Thursday, 14 June 2018

Independent Clinical Review of Maternity Services at Portiuncula University Hospital: Statements

 

3:30 pm

Photo of Stephen DonnellyStephen Donnelly (Wicklow, Fianna Fail) | Oireachtas source

On behalf of Fianna Fáil, I wish to extend our thoughts to the mothers, fathers and babies at the centre of the Portiuncula University Hospital report. What the report highlights is truly outrageous and scandalous. The report on maternity services at Portiuncula University Hospital was released approximately two months ago. It did not get much attention because we were in the middle of the CervicalCheck scandal and a campaign to repeal the eighth amendment. The report lays out a scandalous series of failures in respect of mothers, fathers and babies by the State. The bitter irony is that the report on this scandal relating to women's reproductive health did not get much attention when it emerged because we were preoccupied with two other issues relating to women's reproductive health.

By and large, we have great maternity care in Ireland. We have one of the lowest maternal death rates in the world thanks to the fantastic work every day of our doctors, nurses, midwives and everyone else involved. When it comes to women’s health and the control of women’s bodies, however, this State has a dark past - the Magdalen laundries, mother and baby homes, symphysiotomy, forced adoptions and falsified birth certificates. The list goes on and on. Now added to that list is what happened at Portiuncula hospital between 2008 and 2014 and who knows when else at that hospital.

A total of 18 births were examined. Six involved either stillbirths or the death of the baby shortly after delivery. Six of the babies who survived suffered injuries leading to lifelong disabilities. A litany of errors led to the serious harm and deaths of those babies. The report found that in ten of the 18 cases there was a relationship between errors made and the outcomes for the health and lives of those children.

What happened? The report found there were insufficient resources; insufficient weekend cover, with sometimes no obstetrician and no midwife at the weekends and out of hours, so who was delivering the babies; insufficient leadership; insufficient management and quality control; the wrong staff at the wrong times; the wrong training; the wrong qualifications; and the wrong layout of the hospital. The list goes on. The report concludes that all of these errors combined to lead to the serious harm and death of babies. That serious harm was preventable. Sadly and soberly, those deaths were also preventable.

After all of this came the failure to investigate; the failure to tell parents that mistakes were made; the failure to tell parents about coroner reports and investigations; the failure to tell parents that a review was even taking place; the failure to inform the Minister for Health; and the repeated failure to apologise.

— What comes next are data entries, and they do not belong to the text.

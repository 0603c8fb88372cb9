//! Stationary points of a function and their second derivative test.
//!
//! The gradient is set to zero and the equations are eliminated one at a time:
//! - equations without unknowns must vanish, otherwise the branch is dropped;
//! - a square linear system is solved exactly with an LU decomposition;
//! - an equation that is a polynomial in a single unknown gives all real roots
//!   through the eigenvalues of the companion matrix, every root is substituted into
//!   the other equations and the rest is solved again;
//! - whatever is left goes to a multi start Newton-Raphson search. This is best
//!   effort: points outside the search box or points that no start converges to are
//!   not reported.
//!
//! Each point is classified by the signs of the Hessian eigenvalues at that point.
use crate::Utils::config::SolverConfig;
use crate::calculus::models::{Classification, CriticalPoint, Expression};
use crate::errors::ComputationError;
use crate::numerical::NR::NR;
use crate::symbolic::symbolic_engine::Expr;
use crate::symbolic::symbolic_functions::Jacobian;
use crate::symbolic::utils::{linspace, snap_value};
use itertools::Itertools;
use log::{debug, info, warn};
use nalgebra::{DMatrix, DVector, SymmetricEigen};
use num_complex::Complex;
use std::cmp::Ordering;
use std::collections::HashMap;
use tabled::{builder::Builder, settings::Style};

/// solutions closer than this are the same point
const DISTINCT_TOLERANCE: f64 = 1e-6;
/// values this close to an integer are reported as the integer
const SNAP_TOLERANCE: f64 = 1e-9;
/// upper bound of the number of Newton-Raphson starts
const MAX_STARTS: usize = 1024;
/// companion matrix eigenvalues closer than this (relative) belong to one multiple root
const ROOT_CLUSTER_TOLERANCE: f64 = 1e-3;

/// Critical points with the default solver settings.
///
/// # Examples
/// ```
/// use derivata::calculus::critical_points::find_critical_points;
/// use derivata::calculus::models::Classification;
/// use derivata::calculus::derivative_service::parse;
/// let expression = parse("x**2 - y**2", &["x", "y"]).unwrap();
/// let points = find_critical_points(&expression);
/// assert_eq!(points.len(), 1);
/// assert_eq!(points[0].classification(), Classification::Saddle);
/// ```
pub fn find_critical_points(expression: &Expression) -> Vec<CriticalPoint> {
    find_critical_points_with(expression, &SolverConfig::default())
}

/// Critical points of `expression` over all of its variables, sorted by coordinates.
/// Never fails: a failed solve gives an empty vector, a failed classification an
/// indeterminate point.
pub fn find_critical_points_with(expression: &Expression, config: &SolverConfig) -> Vec<CriticalPoint> {
    let tree = match expression.tree() {
        Ok(tree) => tree,
        Err(e) => {
            warn!("critical points of '{}' skipped: {}", expression, e);
            return Vec::new();
        }
    };
    let variables = expression.variables().to_vec();
    if variables.is_empty() {
        return Vec::new();
    }
    let vars: Vec<&str> = variables.iter().map(|v| v.as_str()).collect();
    let gradient = Jacobian::gradient(&tree, &vars);
    let hessian = Jacobian::hessian(&tree, &vars);
    let branches = match solve_system(&gradient, &variables, config) {
        Ok(branches) => branches,
        Err(e) => {
            warn!("no critical points of '{}': {}", expression, e);
            return Vec::new();
        }
    };
    let solutions: Vec<Vec<f64>> = branches
        .into_iter()
        .filter_map(|branch| {
            let values: Option<Vec<f64>> = variables.iter().map(|var| branch.get(var).copied()).collect();
            if values.is_none() {
                warn!("dropping incomplete solution branch {:?}", branch);
            }
            values
        })
        .collect();
    let points: Vec<CriticalPoint> = clean_solutions(solutions, variables.len())
        .iter()
        .map(|values| classify_point(&hessian, &variables, values, config.eigen_tolerance))
        .collect();
    info!("{} critical point(s) of {}", points.len(), expression);
    points
}

/// values of the unknowns on one solution branch
type Branch = HashMap<String, f64>;

/// Solutions of `equations = 0` for `unknowns`, one branch per isolated point.
fn solve_system(equations: &[Expr], unknowns: &[String], config: &SolverConfig) -> Result<Vec<Branch>, ComputationError> {
    let consistency = config.tolerance.sqrt();
    let mut remaining: Vec<Expr> = Vec::with_capacity(equations.len());
    for equation in equations {
        let equation = equation.simplify();
        if !equation.variables_in_order().is_empty() {
            remaining.push(equation);
            continue;
        }
        match equation.eval_expression(&[], &[]) {
            Ok(value) if value.abs() <= consistency => {}
            other => {
                debug!("branch dropped, {} does not vanish: {:?}", equation, other);
                return Ok(Vec::new());
            }
        }
    }
    if unknowns.is_empty() {
        return Ok(vec![Branch::new()]);
    }
    if remaining.is_empty() {
        info!("{} not fixed by the equations, no isolated point", unknowns.join(", "));
        return Ok(Vec::new());
    }
    if remaining.len() == unknowns.len() && remaining.iter().all(|equation| equation.is_linear_in(unknowns)) {
        info!("linear system in {}, solving with LU", unknowns.join(", "));
        return solve_linear(&remaining, unknowns);
    }
    if let Some((index, unknown, coeffs)) = univariate_polynomial(&remaining) {
        info!(
            "{} = 0 is a polynomial of degree {} in {}, solving for its real roots",
            remaining[index],
            coeffs.len() - 1,
            unknown
        );
        let others: Vec<String> = unknowns.iter().filter(|var| **var != unknown).cloned().collect();
        let mut branches = Vec::new();
        for root in real_polynomial_roots(&coeffs) {
            let root = snap_value(root, SNAP_TOLERANCE);
            let substituted: Vec<Expr> = remaining
                .iter()
                .enumerate()
                .filter(|(j, _)| *j != index)
                .map(|(_, equation)| equation.set_variable(&unknown, root))
                .collect();
            for mut branch in solve_system(&substituted, &others, config)? {
                branch.insert(unknown.clone(), root);
                branches.push(branch);
            }
        }
        return Ok(branches);
    }
    info!("nonlinear system in {}, multi start Newton-Raphson", unknowns.join(", "));
    solve_with_newton(&remaining, unknowns, config)
}

/// first equation that is a polynomial in exactly one unknown, with its coefficients
fn univariate_polynomial(equations: &[Expr]) -> Option<(usize, String, Vec<f64>)> {
    equations.iter().enumerate().find_map(|(index, equation)| {
        let variables = equation.variables_in_order();
        let [unknown] = variables.as_slice() else {
            return None;
        };
        equation
            .polynomial_coefficients(unknown)
            .map(|coeffs| (index, unknown.clone(), coeffs))
    })
}

/// `A v = -b(0)`, the jacobian `A` of a linear system is the same everywhere
fn solve_linear(equations: &[Expr], unknowns: &[String]) -> Result<Vec<Branch>, ComputationError> {
    let vars: Vec<&str> = unknowns.iter().map(|v| v.as_str()).collect();
    let origin: Branch = unknowns.iter().map(|v| (v.clone(), 0.0)).collect();
    let jacobian: Vec<Vec<Expr>> = equations.iter().map(|equation| equation.diff_multi_args(&vars)).collect();
    let A = Jacobian::constant_matrix(&Jacobian::substitute_matrix(&jacobian, &origin))
        .ok_or_else(|| ComputationError::Solver("jacobian of a linear system is not constant".to_string()))?;
    let b: Vec<f64> = equations
        .iter()
        .map(|equation| equation.set_variable_from_map(&origin).eval_expression(&[], &[]))
        .collect::<Result<_, _>>()?;
    let b = -DVector::from_vec(b);
    match NR::solve_linear_system(&A, &b) {
        Ok(solution) => Ok(vec![unknowns.iter().cloned().zip(solution.iter().cloned()).collect()]),
        Err(e) => {
            // a singular system has no isolated solution
            info!("linear system without an isolated solution: {}", e);
            Ok(Vec::new())
        }
    }
}

/// p(x) and p'(x) for coefficients `[a0, a1, ..., an]`
fn horner(coeffs: &[f64], x: f64) -> (f64, f64) {
    let mut p = 0.0;
    let mut dp = 0.0;
    for a in coeffs.iter().rev() {
        dp = dp * x + p;
        p = p * x + a;
    }
    (p, dp)
}

/// Newton steps that are kept only while they reduce |p|
fn polish_root(coeffs: &[f64], mut x: f64) -> f64 {
    for _ in 0..20 {
        let (p, dp) = horner(coeffs, x);
        if p == 0.0 || dp == 0.0 {
            break;
        }
        let candidate = x - p / dp;
        if !candidate.is_finite() || horner(coeffs, candidate).0.abs() >= p.abs() {
            break;
        }
        x = candidate;
    }
    x
}

/// All real roots of the polynomial `a0 + a1*x + ... + an*x^n`, each multiple root once.
///
/// The zero polynomial has no isolated roots and gives an empty vector.
pub fn real_polynomial_roots(coeffs: &[f64]) -> Vec<f64> {
    let mut coeffs = coeffs.to_vec();
    while coeffs.len() > 1 && coeffs.last() == Some(&0.0) {
        coeffs.pop();
    }
    let n = coeffs.len().saturating_sub(1);
    if n == 0 {
        return Vec::new();
    }
    let leading = coeffs[n];
    let mut companion = DMatrix::<f64>::zeros(n, n);
    for i in 1..n {
        companion[(i, i - 1)] = 1.0;
    }
    for i in 0..n {
        companion[(i, n - 1)] = -coeffs[i] / leading;
    }
    let eigenvalues = companion.complex_eigenvalues();
    // a root of multiplicity k splits into k nearby eigenvalues, their mean is accurate
    let mut clusters: Vec<Vec<Complex<f64>>> = Vec::new();
    for ev in eigenvalues.iter() {
        let scale = ev.norm().max(1.0);
        match clusters
            .iter_mut()
            .find(|cluster| (cluster[0] - ev).norm() < ROOT_CLUSTER_TOLERANCE * scale)
        {
            Some(cluster) => cluster.push(*ev),
            None => clusters.push(vec![*ev]),
        }
    }
    let mut roots: Vec<f64> = clusters
        .iter()
        .map(|cluster| cluster.iter().sum::<Complex<f64>>() / cluster.len() as f64)
        .filter(|mean| mean.re.is_finite() && mean.im.abs() <= 1e-6 * mean.re.abs().max(1.0))
        .map(|mean| polish_root(&coeffs, mean.re))
        .collect();
    roots.sort_by(|a, b| a.partial_cmp(b).unwrap_or(Ordering::Equal));
    roots.dedup_by(|a, b| (*a - *b).abs() < DISTINCT_TOLERANCE);
    roots
}

/// regular grid of start points, at most `MAX_STARTS` of them
fn start_points(n: usize, config: &SolverConfig) -> Vec<Vec<f64>> {
    let mut per_axis = config.search_points.max(1);
    while per_axis > 1 && per_axis.checked_pow(n as u32).is_none_or(|total| total > MAX_STARTS) {
        per_axis -= 1;
    }
    let axis = if per_axis == 1 {
        vec![0.5 * (config.search_start + config.search_end)]
    } else {
        linspace(config.search_start, config.search_end, per_axis)
    };
    (0..n).map(|_| axis.clone()).multi_cartesian_product().collect()
}

/// Newton-Raphson from a grid of starts on the first `unknowns.len()` equations,
/// the other equations only filter the solutions
fn solve_with_newton(
    equations: &[Expr],
    unknowns: &[String],
    config: &SolverConfig,
) -> Result<Vec<Branch>, ComputationError> {
    let n = unknowns.len();
    if equations.len() < n {
        info!("{} equation(s) for {} unknowns, no isolated point", equations.len(), n);
        return Ok(Vec::new());
    }
    let (square, extra) = equations.split_at(n);
    let consistency = config.tolerance.sqrt();
    let mut solver = NR::new();
    solver.set_equation_system(
        square.to_vec(),
        Some(unknowns.to_vec()),
        vec![0.0; n],
        config.tolerance,
        config.max_iterations,
    )?;
    solver.set_solver_params(Some(config.damping))?;
    solver.eq_generate()?;
    let starts = start_points(n, config);
    let branches = solver
        .solve_from_starts(&starts, consistency, DISTINCT_TOLERANCE)
        .into_iter()
        .map(|solution| unknowns.iter().cloned().zip(solution.iter().cloned()).collect::<Branch>())
        .filter(|branch| {
            extra.iter().all(|equation| {
                matches!(equation.set_variable_from_map(branch).eval_expression(&[], &[]),
                    Ok(value) if value.abs() <= consistency)
            })
        })
        .collect();
    Ok(branches)
}

/// snaps values, drops incomplete or non-finite branches and duplicates, sorts
fn clean_solutions(solutions: Vec<Vec<f64>>, n: usize) -> Vec<Vec<f64>> {
    let mut cleaned: Vec<Vec<f64>> = Vec::new();
    for solution in solutions {
        if solution.len() != n || solution.iter().any(|v| !v.is_finite()) {
            warn!("dropping incomplete solution branch {:?}", solution);
            continue;
        }
        let snapped: Vec<f64> = solution.iter().map(|v| snap_value(*v, SNAP_TOLERANCE)).collect();
        let duplicate = cleaned.iter().any(|known| {
            known
                .iter()
                .zip(snapped.iter())
                .all(|(a, b)| (a - b).abs() < DISTINCT_TOLERANCE)
        });
        if !duplicate {
            cleaned.push(snapped);
        }
    }
    cleaned.sort_by(|a, b| a.partial_cmp(b).unwrap_or(Ordering::Equal));
    cleaned
}

/// eigenvalues of a numeric Hessian, symmetric matrices through `SymmetricEigen`
fn hessian_eigenvalues(matrix: &DMatrix<f64>) -> Vec<Complex<f64>> {
    let scale = matrix.amax().max(1.0);
    let asymmetry = (matrix - matrix.transpose()).amax();
    if asymmetry <= 1e-12 * scale {
        SymmetricEigen::new(matrix.clone())
            .eigenvalues
            .iter()
            .map(|ev| Complex::new(*ev, 0.0))
            .collect()
    } else {
        matrix.complex_eigenvalues().iter().cloned().collect()
    }
}

fn classify_point(hessian: &[Vec<Expr>], variables: &[String], values: &[f64], tolerance: f64) -> CriticalPoint {
    let coordinates: Vec<(String, Expr)> = variables
        .iter()
        .zip(values.iter())
        .map(|(var, value)| (var.clone(), Expr::Const(*value)))
        .collect();
    let at_point: HashMap<String, f64> = variables.iter().cloned().zip(values.iter().cloned()).collect();
    let substituted = Jacobian::substitute_matrix(hessian, &at_point);
    let Some(matrix) = Jacobian::constant_matrix(&substituted) else {
        let point = CriticalPoint::indeterminate(coordinates);
        warn!("Hessian at {} is not numeric, point left indeterminate", point);
        return point;
    };
    let point = CriticalPoint::new(coordinates, hessian_eigenvalues(&matrix), tolerance);
    if point.classification() == Classification::Indeterminate {
        warn!("second derivative test is inconclusive at {}", point);
    } else {
        info!("{} is a {}", point, point.classification());
    }
    point
}

/// Table of points with their classification and Hessian eigenvalues.
pub fn critical_points_table(points: &[CriticalPoint]) -> String {
    let mut builder = Builder::default();
    builder.push_record(["point", "classification", "hessian eigenvalues"]);
    for point in points {
        let eigenvalues: Vec<String> = point
            .eigenvalues()
            .iter()
            .map(|ev| {
                if ev.im == 0.0 {
                    format!("{:.6}", ev.re)
                } else {
                    format!("{:.6}{:+.6}i", ev.re, ev.im)
                }
            })
            .collect();
        builder.push_record([
            point.to_string(),
            point.classification().to_string(),
            eigenvalues.join(", "),
        ]);
    }
    let mut table = builder.build();
    table.with(Style::modern_rounded());
    table.to_string()
}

RTE’s "RTÉ Investigates" told the story of just one such family, whose two baby girls died in Portiuncula hospital. A review of one of the deaths took place in 2011. The parents were never told about the review, nor were they included in it. They found out about the review on television years later. When they found out, they applied for information under data protection legislation and what they discovered was damning. It included, for example, one email from a person at the hospital saying: “Obviously, I am concerned that the coroner’s directive to carry out a review will be discoverable.” That is a cover up. That is what happened. In 17 of the 18 cases the report found a lack of disclosure.

We welcome the recommendations and we welcome the Minister's list of things that have improved, but it is not enough. I am asking the Minister to come back with a comprehensive report listing every recommendation in this report, stating what has happened to date, which have been completed, which have not been completed, and the timeline for when that will happen.